Mazda secara resmi memperkenalkan SUV listrik terbarunya, CX-6e, dalam ajang Brussels Motor Show. Kendaraan ini menarik perhatian berkat desainnya yang disebut-sebut sebagai salah satu yang terbaik dari Mazda dalam beberapa tahun terakhir. Namun, di balik tampilan futuristiknya, performa dan jangkauan baterai CX-6e dinilai masih tertinggal jauh dibandingkan para kompetitor di segmen yang sama.
CX-6e merupakan versi Eropa dari model EZ-60 yang sebelumnya telah dipasarkan di Tiongkok dan Australia. Berbeda dengan pasar lain, Mazda hanya akan menawarkan varian listrik murni untuk pasar Eropa tanpa opsi hybrid, sementara pasar Amerika Serikat tidak akan mendapatkan model ini sama sekali. Pengembangan CX-6e sendiri merupakan proyek kolaborasi antara Mazda dengan Changan, di mana kendaraan ini diproduksi di Tiongkok pada lini yang sama dengan Deepal S07. Mazda bertanggung jawab atas desain, penyetelan, dan branding, namun struktur dasarnya banyak berbagi dengan model lain.
Liputan informatif lainnya tersedia di Mureks. mureks.co.id
Performa dan Jangkauan Baterai yang Kurang Kompetitif
SUV listrik ini dijadwalkan tiba di diler-diler Eropa pada akhir tahun 2026, bersaing langsung dengan model populer seperti Tesla Model Y, BMW iX3, dan Audi Q6 e-tron. Di Tiongkok, harga CX-6e dimulai dari sekitar 16.800 dolar AS, namun diperkirakan akan melonjak hingga tiga kali lipat saat masuk pasar Eropa.
Di bawah bodi, CX-6e dibekali baterai LFP berkapasitas 78 kWh yang dipadukan dengan motor tunggal di roda belakang. Konfigurasi ini menghasilkan tenaga 258 hp (190 kW) dan torsi 290 Nm. Mazda mengklaim jangkauan WLTP hingga 483 km (300 mil). Namun, angka ini terlihat kurang impresif jika dibandingkan dengan pesaing. Sebagai contoh, Volvo EX60 yang baru saja diperkenalkan diklaim mampu menempuh hingga 810 km (503 mil) dengan ukuran serupa.
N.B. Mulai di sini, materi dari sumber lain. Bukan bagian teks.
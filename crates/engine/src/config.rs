use serde::{Deserialize, Serialize};

use crate::{PlayerId, SetupError, TILE_COLORS};

/// How the first player of the game is chosen
#[derive(Copy, Clone, Debug, Default, Eq, PartialEq, Serialize, Deserialize)]
#[serde(rename_all = "snake_case")]
pub enum FirstPlayerRule {
    /// Seat 0 always starts
    FirstSeated,
    /// Highest `tiebreak` key starts; earlier seat wins ties; seat 0 when
    /// nobody has a key
    #[default]
    MostRecent,
}

#[derive(Clone, Debug, PartialEq, Eq, Serialize, Deserialize)]
#[serde(default)]
pub struct GameConfig {
    pub tiles_per_color: u16,
    pub display_capacity: usize,
    pub min_players: usize,
    pub max_players: usize,
    pub first_player_rule: FirstPlayerRule,
    /// Seed for the bag; `None` uses OS entropy
    pub seed: Option<u64>,
}

impl Default for GameConfig {
    fn default() -> Self {
        GameConfig {
            tiles_per_color: 20,
            display_capacity: 4,
            min_players: 2,
            max_players: 4,
            first_player_rule: FirstPlayerRule::MostRecent,
            seed: None,
        }
    }
}

impl GameConfig {
    pub fn with_seed(seed: u64) -> Self {
        GameConfig {
            seed: Some(seed),
            ..Default::default()
        }
    }

    /// Number of factory displays for `players` seats
    pub fn displays_for(players: usize) -> usize {
        2 * players + 1
    }

    /// Reject configurations and seatings the engine cannot run
    pub fn validate(&self, players: &[PlayerId]) -> Result<(), SetupError> {
        if self.tiles_per_color == 0 {
            return Err(SetupError::EmptySupply);
        }
        if self.display_capacity == 0 {
            return Err(SetupError::ZeroDisplayCapacity);
        }
        if !(self.min_players..=self.max_players).contains(&players.len())
            || Self::displays_for(players.len()) > u8::MAX as usize
        {
            return Err(SetupError::PlayerCount {
                got: players.len(),
                min: self.min_players,
                max: self.max_players,
            });
        }

        let supply = self.tiles_per_color as usize * TILE_COLORS;
        let needed = self
            .display_capacity
            .checked_mul(Self::displays_for(players.len()));
        if needed.map_or(true, |n| n > supply) {
            return Err(SetupError::SupplyTooSmall { needed, supply });
        }

        for (i, id) in players.iter().enumerate() {
            if players[..i].contains(id) {
                return Err(SetupError::DuplicatePlayer(*id));
            }
        }
        Ok(())
    }
}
Bahkan, Tesla Model Y Standard yang merupakan rival langsung CX-6e menawarkan jangkauan 505 km (314 mil) dalam sekali pengisian daya.
Akselerasi CX-6e dari 0 hingga 100 km/jam juga membutuhkan waktu 7,9 detik, yang tidak terlalu istimewa di kelasnya. Untuk pengisian daya cepat, kendaraan ini mendukung daya maksimal 195 kW, memungkinkan pengisian dari 10 hingga 80 persen dalam waktu sekitar 24 menit. Sementara itu, pengisian daya AC mencapai 11 kW, yang setara dengan sebagian besar pesaing.
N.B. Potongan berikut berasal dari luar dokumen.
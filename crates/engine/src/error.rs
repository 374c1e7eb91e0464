//! Error types returned by every fallible engine operation.
//!
//! No operation is ever partially applied: when one of these comes back, the
//! game is exactly as it was before the call.

use std::fmt;

use crate::{DraftSource, GameId, PlayerId};

pub type Result<T, E = GameError> = std::result::Result<T, E>;

/// Something the caller referred to by id that does not exist
#[derive(Copy, Clone, Debug, Eq, PartialEq)]
pub enum Reference {
    Game(GameId),
    Player(PlayerId),
    Display(u8),
}

/// Why a draw or placement was rejected
#[derive(Copy, Clone, Debug, Eq, PartialEq)]
pub enum IllegalMove {
    GameOver,
    AlreadyHoldingTiles,
    NoTilesHeld,
    ColorNotInSource(DraftSource),
    RowOutOfRange(u8),
    MixedColors,
    NoColoredTiles,
    PatternLineColorMismatch { row: u8 },
    PatternLineFull { row: u8 },
    ColorAlreadyOnWall { row: u8 },
}

/// Rejected game construction
#[derive(Copy, Clone, Debug, Eq, PartialEq)]
pub enum SetupError {
    PlayerCount { got: usize, min: usize, max: usize },
    DuplicatePlayer(PlayerId),
    EmptySupply,
    ZeroDisplayCapacity,
    /// One round's deal needs more tiles than the whole supply holds
    SupplyTooSmall { needed: Option<usize>, supply: usize },
}

#[derive(Copy, Clone, Debug, Eq, PartialEq)]
pub enum GameError {
    InvalidReference(Reference),
    OutOfTurn { expected: PlayerId, actual: PlayerId },
    IllegalMove(IllegalMove),
    /// Bag and discard pile together could not fill a round
    ResourceExhaustion { requested: usize, available: usize },
    InvalidSetup(SetupError),
}

impl From<IllegalMove> for GameError {
    fn from(reason: IllegalMove) -> Self {
        GameError::IllegalMove(reason)
    }
}

impl From<SetupError> for GameError {
    fn from(reason: SetupError) -> Self {
        GameError::InvalidSetup(reason)
    }
}

impl fmt::Display for Reference {
    fn fmt(&self, f: &mut fmt::Formatter<'_>) -> fmt::Result {
        match self {
            Reference::Game(id) => write!(f, "game {id}"),
            Reference::Player(id) => write!(f, "player {id}"),
            Reference::Display(idx) => write!(f, "factory display {idx}"),
        }
    }
}

impl fmt::Display for IllegalMove {
    fn fmt(&self, f: &mut fmt::Formatter<'_>) -> fmt::Result {
        match self {
            IllegalMove::GameOver => write!(f, "the game has ended"),
            IllegalMove::AlreadyHoldingTiles => {
                write!(f, "tiles already taken must be placed before drawing again")
            }
            IllegalMove::NoTilesHeld => write!(f, "no tiles to place"),
            IllegalMove::ColorNotInSource(source) => {
                write!(f, "requested color is not present in {source}")
            }
            IllegalMove::RowOutOfRange(row) => write!(f, "pattern line {row} does not exist"),
            IllegalMove::MixedColors => write!(f, "tiles of more than one color"),
            IllegalMove::NoColoredTiles => write!(f, "no colored tiles to stage"),
            IllegalMove::PatternLineColorMismatch { row } => {
                write!(f, "pattern line {row} already holds another color")
            }
            IllegalMove::PatternLineFull { row } => write!(f, "pattern line {row} is full"),
            IllegalMove::ColorAlreadyOnWall { row } => {
                write!(f, "wall row {row} already holds that color")
            }
        }
    }
}

impl fmt::Display for SetupError {
    fn fmt(&self, f: &mut fmt::Formatter<'_>) -> fmt::Result {
        match self {
            SetupError::PlayerCount { got, min, max } => {
                write!(f, "{got} players seated, expected {min}..={max}")
            }
            SetupError::DuplicatePlayer(id) => write!(f, "player {id} is seated twice"),
            SetupError::EmptySupply => write!(f, "tile supply must hold at least one tile per color"),
            SetupError::ZeroDisplayCapacity => write!(f, "factory displays must hold at least one tile"),
            SetupError::SupplyTooSmall {
                needed: Some(needed),
                supply,
            } => write!(f, "a round deals {needed} tiles but the supply holds {supply}"),
            SetupError::SupplyTooSmall { needed: None, supply } => {
                write!(f, "display capacity too large for a supply of {supply} tiles")
            }
        }
    }
}

impl fmt::Display for GameError {
    fn fmt(&self, f: &mut fmt::Formatter<'_>) -> fmt::Result {
        match self {
            GameError::InvalidReference(reference) => write!(f, "unknown {reference}"),
            GameError::OutOfTurn { expected, actual } => {
                write!(f, "player {actual} moved out of turn; player {expected} is to play")
            }
            GameError::IllegalMove(reason) => write!(f, "illegal move: {reason}"),
            GameError::ResourceExhaustion {
                requested,
                available,
            } => write!(
                f,
                "tile supply exhausted: {requested} tiles requested, {available} available"
            ),
            GameError::InvalidSetup(reason) => write!(f, "invalid game setup: {reason}"),
        }
    }
}

impl std::error::Error for GameError {}

#[cfg(test)]
mod tests {
    use super::*;

    #[test]
    fn test_display_messages() {
        let err = GameError::OutOfTurn {
            expected: PlayerId(1),
            actual: PlayerId(2),
        };
        assert_eq!(
            err.to_string(),
            "player 2 moved out of turn; player 1 is to play"
        );

        let err: GameError = IllegalMove::PatternLineFull { row: 3 }.into();
        assert_eq!(err.to_string(), "illegal move: pattern line 3 is full");

        let err = GameError::InvalidReference(Reference::Display(9));
        assert_eq!(err.to_string(), "unknown factory display 9");

        let err: GameError = SetupError::SupplyTooSmall {
            needed: Some(120),
            supply: 100,
        }
        .into();
        assert_eq!(
            err.to_string(),
            "invalid game setup: a round deals 120 tiles but the supply holds 100"
        );
    }
}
Interior Futuristik dengan Layar Lebar
Meskipun performanya menjadi sorotan, bagian interior CX-6e justru menampilkan kesan futuristik yang kuat. Dasbor didominasi oleh layar besar berukuran 26 inci yang membentang luas, ditambah dengan head-up display yang menghilangkan kebutuhan akan kluster instrumen tradisional. Fitur teknologi lainnya mencakup pintasan berbasis gerakan (gesture shortcuts), speaker yang terintegrasi di sandaran kepala, serta layar untuk spion pintu berbasis kamera yang tertanam rapi di panel pintu.
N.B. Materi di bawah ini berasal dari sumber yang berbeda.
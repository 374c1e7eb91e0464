//! Id-keyed access to running games.
//!
//! The registry does no locking. A caller sharing it between threads must
//! serialize moves for each game itself.

use std::collections::HashMap;

use crate::{
    Color, DraftSource, Game, GameConfig, GameError, GameId, GameSnapshot, PlayerId, Reference,
    Result, Seat,
};

#[derive(Debug, Default)]
pub struct GameRegistry {
    config: GameConfig,
    games: HashMap<GameId, Game>,
    next_id: u64,
}

impl GameRegistry {
    pub fn new(config: GameConfig) -> Self {
        GameRegistry {
            config,
            games: HashMap::new(),
            next_id: 1,
        }
    }

    pub fn config(&self) -> &GameConfig {
        &self.config
    }

    pub fn len(&self) -> usize {
        self.games.len()
    }

    pub fn is_empty(&self) -> bool {
        self.games.is_empty()
    }

    /// Start a game for seated players and return its id
    pub fn create_game(&mut self, seats: Vec<Seat>) -> Result<GameId> {
        let id = GameId(self.next_id.max(1));
        let game = Game::new(id, seats, &self.config)?;
        self.next_id = id.0 + 1;
        self.games.insert(id, game);
        Ok(id)
    }

    pub fn game(&self, id: GameId) -> Result<&Game> {
        self.games
            .get(&id)
            .ok_or(GameError::InvalidReference(Reference::Game(id)))
    }

    /// Direct access for callers driving a game turn by turn
    pub fn game_mut(&mut self, id: GameId) -> Result<&mut Game> {
        self.games
            .get_mut(&id)
            .ok_or(GameError::InvalidReference(Reference::Game(id)))
    }

    pub fn take_tiles_from_factory(
        &mut self,
        game: GameId,
        player: PlayerId,
        source: DraftSource,
        color: Color,
    ) -> Result<()> {
        self.game_mut(game)?
            .take_tiles_from_factory(player, source, color)
    }

    pub fn place_tiles_on_pattern_line(
        &mut self,
        game: GameId,
        player: PlayerId,
        row: usize,
    ) -> Result<()> {
        self.game_mut(game)?.place_tiles_on_pattern_line(player, row)
    }

    pub fn place_tiles_on_floor_line(&mut self, game: GameId, player: PlayerId) -> Result<()> {
        self.game_mut(game)?.place_tiles_on_floor_line(player)
    }

    pub fn snapshot(&self, game: GameId) -> Result<GameSnapshot> {
        Ok(self.game(game)?.snapshot())
    }

    /// Drop a game, returning it
    pub fn remove(&mut self, game: GameId) -> Result<Game> {
        self.games
            .remove(&game)
            .ok_or(GameError::InvalidReference(Reference::Game(game)))
    }
}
Secara dimensi, CX-6e lebih panjang dan lebar dibandingkan SUV CX-60 bermesin pembakaran internal. Namun, dalam hal ruang kargo, CX-6e masih kalah. SUV listrik ini hanya menawarkan kapasitas bagasi 468 liter, jauh di bawah CX-60 yang memiliki 570 liter, atau Tesla Model Y yang menyediakan lebih dari 850 liter. Meskipun demikian, CX-6e dilengkapi dengan frunk berkapasitas 80 liter untuk menyimpan kabel pengisian daya, fitur yang tidak ditemukan pada Tesla Model Y.
Secara keseluruhan, tim redaksi Mureks menilai bahwa meskipun Mazda CX-6e memiliki tampilan yang sangat menarik, baik dari luar maupun dalam, daya tarik visual dan harga yang belum final mungkin harus bekerja keras untuk membuat calon pembeli mengabaikan jangkauan baterai, performa, dan kepraktisan yang dinilai kurang kompetitif di pasar SUV listrik premium.